CONDITIONS PRIOR TO OCCURRENCE
Unit 2: Undefined Mode with no fuel in the reactor vessel.
There were no systems, structures, or components that were inoperable at the start of the event that contributed to the event.
DESCRIPTION OF EVENT
On May 1, 2014, during the Beaver Valley Power Station, Unit No. 2 (BVPS-2) seventeenth refueling outage (2R17), the results of planned ultrasonic examinations performed on Penetration No. 41 of the reactor vessel head [AB] did not meet the applicable acceptance criteria. The indication was not through wall as there was no evidence of leakage at this penetration based on inspections performed on top of the reactor vessel head. The examinations were being performed to meet the requirements of 10 CFR 50.55a(g)(6)(ii)(D) for reactor vessel head inspections to find potential flaws/indications well before the structural integrity of the reactor vessel head pressure boundary is significantly challenged.

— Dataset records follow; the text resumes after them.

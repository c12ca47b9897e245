use thiserror::Error;

/// Crate-wide result alias.
pub type Result<T> = std::result::Result<T, Error>;

/// Semantic error taxonomy for the engine.
#[derive(Debug, Error)]
pub enum Error {
    #[error("configuration error: {0}")]
    Configuration(String),

    #[error("process called with zero sections")]
    EmptySections,

    #[error("circular dependency: {}", cycle.join(" -> "))]
    CircularDependency { cycle: Vec<String> },

    #[error("dependency \"{name}\" referenced by \"{referenced_by}\" is not declared")]
    MissingDependency { name: String, referenced_by: String },

    #[error("unable to place remaining dimensions in execution groups: {}", remaining.join(", "))]
    ExecutionGrouping { remaining: Vec<String> },

    #[error("Dimension \"{dimension}\" timed out after {ms}ms")]
    DimensionTimeout { dimension: String, ms: u64 },

    #[error("All providers failed for dimension \"{dimension}\". Tried: {}", tried.join(", "))]
    ProviderExhausted { dimension: String, tried: Vec<String> },

    #[error("fatal hook \"{hook}\" failed: {cause}")]
    Hook {
        hook: &'static str,
        #[source]
        cause: Box<dyn std::error::Error + Send + Sync>,
    },

    #[error("unknown dimension: {0}")]
    UnknownDimension(String),

    #[error(transparent)]
    Serialization(#[from] serde_json::Error),
}

impl Error {
    pub fn configuration(msg: impl Into<String>) -> Self {
        Error::Configuration(msg.into())
    }

    pub fn hook(hook: &'static str, cause: impl std::error::Error + Send + Sync + 'static) -> Self {
        Error::Hook {
            hook,
            cause: Box::new(cause),
        }
    }
}
//! The plugin contract: mandatory callbacks plus an explicit,
//! optional hook capability set. A mandatory async contract is kept separate from
//! pluggable policy, generalized here to ~15 lifecycle hooks. Every hook returns
//! `Result<T>` so the dispatcher in `hooks.rs` can apply one uniform fatal/recoverable
//! classification instead of special-casing infallible vs fallible hooks.

use std::collections::HashMap;
use std::sync::Arc;

use async_trait::async_trait;
use serde_json::Value;

use crate::error::Result;
use crate::model::{DependenciesView, DimensionResult, ProviderSelection, Section};

/// Context handed to `Plugin::create_prompt`.
pub struct PromptContext<'a> {
    pub dimension: &'a str,
    pub is_global: bool,
    /// Populated for a section dimension.
    pub section: Option<&'a Section>,
    pub section_index: Option<usize>,
    /// Populated for a global dimension.
    pub sections: Option<&'a [Section]>,
    pub dependencies: &'a DependenciesView,
    pub process_id: &'a str,
}

/// An optional section-rewriting transform attached to a global dimension.
#[async_trait]
pub trait SectionTransform: Send + Sync {
    /// Returns `Some(new_sections)` to replace the run's section vector, or `None` to
    /// leave it unchanged.
    async fn transform(
        &self,
        result: &DimensionResult,
        current_sections: &[Section],
    ) -> Result<Option<Vec<Section>>>;
}

/// Context passed to the skip-evaluation hooks.
pub struct SkipSectionContext<'a> {
    pub dimension: &'a str,
    pub section_index: usize,
    pub section: &'a Section,
    pub dependencies: &'a DependenciesView,
    pub global_results: &'a HashMap<String, DimensionResult>,
}

pub struct SkipGlobalContext<'a> {
    pub dimension: &'a str,
    pub sections: &'a [Section],
    pub dependencies: &'a DependenciesView,
    pub global_results: &'a HashMap<String, DimensionResult>,
}

/// Context passed to `before_dimension_execute` / `after_dimension_execute`.
pub struct DimensionExecuteContext<'a> {
    pub dimension: &'a str,
    pub is_global: bool,
    pub section_index: Option<usize>,
    pub duration_ms: Option<u64>,
    pub provider: Option<&'a str>,
}

/// The `~15`-hook lifecycle surface. Every hook has a documented default
/// (below) and a fatality classification applied by `hooks::HookDispatcher`, not by
/// this trait itself — `beforeProcessStart` and `defineDependencies` are fatal, the
/// rest recoverable.
#[async_trait]
pub trait HookSet: Send + Sync {
    /// Default: `undefined` (no override).
    async fn before_process_start(
        &self,
        _sections: &[Section],
        _metadata: &Value,
    ) -> Result<Option<(Vec<Section>, Value)>> {
        Ok(None)
    }

    /// Default: unchanged result.
    async fn after_process_complete(&self, result: Value) -> Result<Value> {
        Ok(result)
    }

    /// Default: `undefined` (propagate the original failure). `partial` is whatever
    /// the process driver had assembled into `ProcessResult` from state at the point
    /// of abort — results for units that had already completed before the failing one.
    async fn handle_process_failure(&self, _error: &str, _partial: &Value) -> Result<Option<Value>> {
        Ok(None)
    }

    /// Canonical dependency declaration. Default `{}` (no dependencies).
    async fn define_dependencies(&self) -> Result<HashMap<String, Vec<String>>> {
        Ok(HashMap::new())
    }

    /// Legacy alias, kept for plugins written against the older hook name. Only
    /// consulted when `define_dependencies` returns an empty map.
    async fn get_dependencies(&self) -> Result<Option<HashMap<String, Vec<String>>>> {
        Ok(None)
    }

    /// Default: incoming view, unchanged.
    async fn transform_dependencies(&self, view: DependenciesView) -> Result<DependenciesView> {
        Ok(view)
    }

    /// Default: `false`.
    async fn should_skip_section_dimension(&self, _ctx: SkipSectionContext<'_>) -> Result<bool> {
        Ok(false)
    }

    /// Default: `false`.
    async fn should_skip_global_dimension(&self, _ctx: SkipGlobalContext<'_>) -> Result<bool> {
        Ok(false)
    }

    async fn before_dimension_execute(&self, _ctx: &DimensionExecuteContext<'_>) -> Result<()> {
        Ok(())
    }

    async fn after_dimension_execute(&self, _ctx: &DimensionExecuteContext<'_>) -> Result<()> {
        Ok(())
    }

    /// Default: incoming request, unchanged.
    async fn before_provider_execute(&self, request: Value) -> Result<Value> {
        Ok(request)
    }

    /// Default: incoming response, unchanged.
    async fn after_provider_execute(&self, response: Value) -> Result<Value> {
        Ok(response)
    }

    /// Default: `{}` (no override of delay or request).
    async fn handle_retry(&self, _attempt: u32, _error: &str) -> Result<HashMap<String, Value>> {
        Ok(HashMap::new())
    }

    /// Default: `{}` (no override of the fallback request).
    async fn handle_provider_fallback(
        &self,
        _from: &str,
        _to: &str,
    ) -> Result<HashMap<String, Value>> {
        Ok(HashMap::new())
    }

    /// Default: `undefined`.
    async fn handle_dimension_failure(&self, _dimension: &str, _error: &str) -> Result<()> {
        Ok(())
    }

    /// Default: `undefined` (no rewrite).
    async fn transform_sections(&self, _sections: &[Section]) -> Result<Option<Vec<Section>>> {
        Ok(None)
    }

    /// Default: `undefined` (no merge-back).
    async fn finalize_results(
        &self,
        _result: &Value,
    ) -> Result<Option<HashMap<String, DimensionResult>>> {
        Ok(None)
    }
}

/// Callbacks recognized in `ProcessOptions`, distinct from plugin hooks: these are
/// caller-supplied observers, not plugin-authored behavior.
#[derive(Default, Clone)]
pub struct ProcessCallbacks {
    pub on_dimension_start: Option<Arc<dyn Fn(&str) + Send + Sync>>,
    pub on_dimension_complete: Option<Arc<dyn Fn(&str, &DimensionResult) + Send + Sync>>,
    pub on_section_start: Option<Arc<dyn Fn(usize) + Send + Sync>>,
    pub on_section_complete: Option<Arc<dyn Fn(usize, usize) + Send + Sync>>,
    pub on_error: Option<Arc<dyn Fn(&str, &str) + Send + Sync>>,
}

/// Plugin identity.
#[derive(Debug, Clone)]
pub struct PluginIdentity {
    pub id: String,
    pub name: String,
    pub description: String,
}

/// The plugin contract: identity, an ordered dimension catalog (supplied
/// separately via `Catalog`), mandatory prompt/provider-selection callbacks, and an
/// optional hook set.
#[async_trait]
pub trait Plugin: Send + Sync {
    fn identity(&self) -> PluginIdentity;

    async fn create_prompt(&self, ctx: PromptContext<'_>) -> Result<String>;

    async fn select_provider(
        &self,
        dimension: &str,
        section_index: Option<usize>,
    ) -> Result<ProviderSelection>;

    /// The optional hook capability set. Plugins that implement no hooks may return
    /// a `DefaultHooks` instance.
    fn hooks(&self) -> &dyn HookSet;
}

/// The documented-default hook set: every hook resolves to its standard no-op default.
#[derive(Default)]
pub struct DefaultHooks;

impl HookSet for DefaultHooks {}

#[cfg(test)]
mod tests {
    use super::*;

    #[tokio::test]
    async fn default_hooks_define_no_dependencies() {
        let hooks = DefaultHooks;
        let deps = hooks.define_dependencies().await.unwrap();
        assert!(deps.is_empty());
    }

    #[tokio::test]
    async fn default_hooks_never_skip() {
        let hooks = DefaultHooks;
        let sections = vec![Section::new("x")];
        let deps = DependenciesView::new();
        let globals = HashMap::new();
        let skip = hooks
            .should_skip_section_dimension(SkipSectionContext {
                dimension: "d",
                section_index: 0,
                section: &sections[0],
                dependencies: &deps,
                global_results: &globals,
            })
            .await
            .unwrap();
        assert!(!skip);
    }

    #[tokio::test]
    async fn default_hooks_pass_through_provider_request_and_response() {
        let hooks = DefaultHooks;
        let req = serde_json::json!({"input": "hi"});
        let passed = hooks.before_provider_execute(req.clone()).await.unwrap();
        assert_eq!(passed, req);
    }
}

The ultrasonic examination of Penetration No. 41 identified an indication as having a primary water stress corrosion cracking (PWSCC) flaw located on the downhill side of the penetration tube. The surface flaw was in the axial direction with a length of 0.56 inches.
The reactor vessel head examination is a requirement of 10 CFR 50.55a(g)(6)(ii)(D) which invokes ASME Code Case N-729-1. Ultrasonic examinations or eddy current examinations (as applicable) are performed on each of the 66 vessel head penetrations on the BVPS-2 head during each refueling outage until head replacement activities are completed in the future. Head Penetration No. 41 was repaired as required prior to plant startup from the 2R17 refueling outage.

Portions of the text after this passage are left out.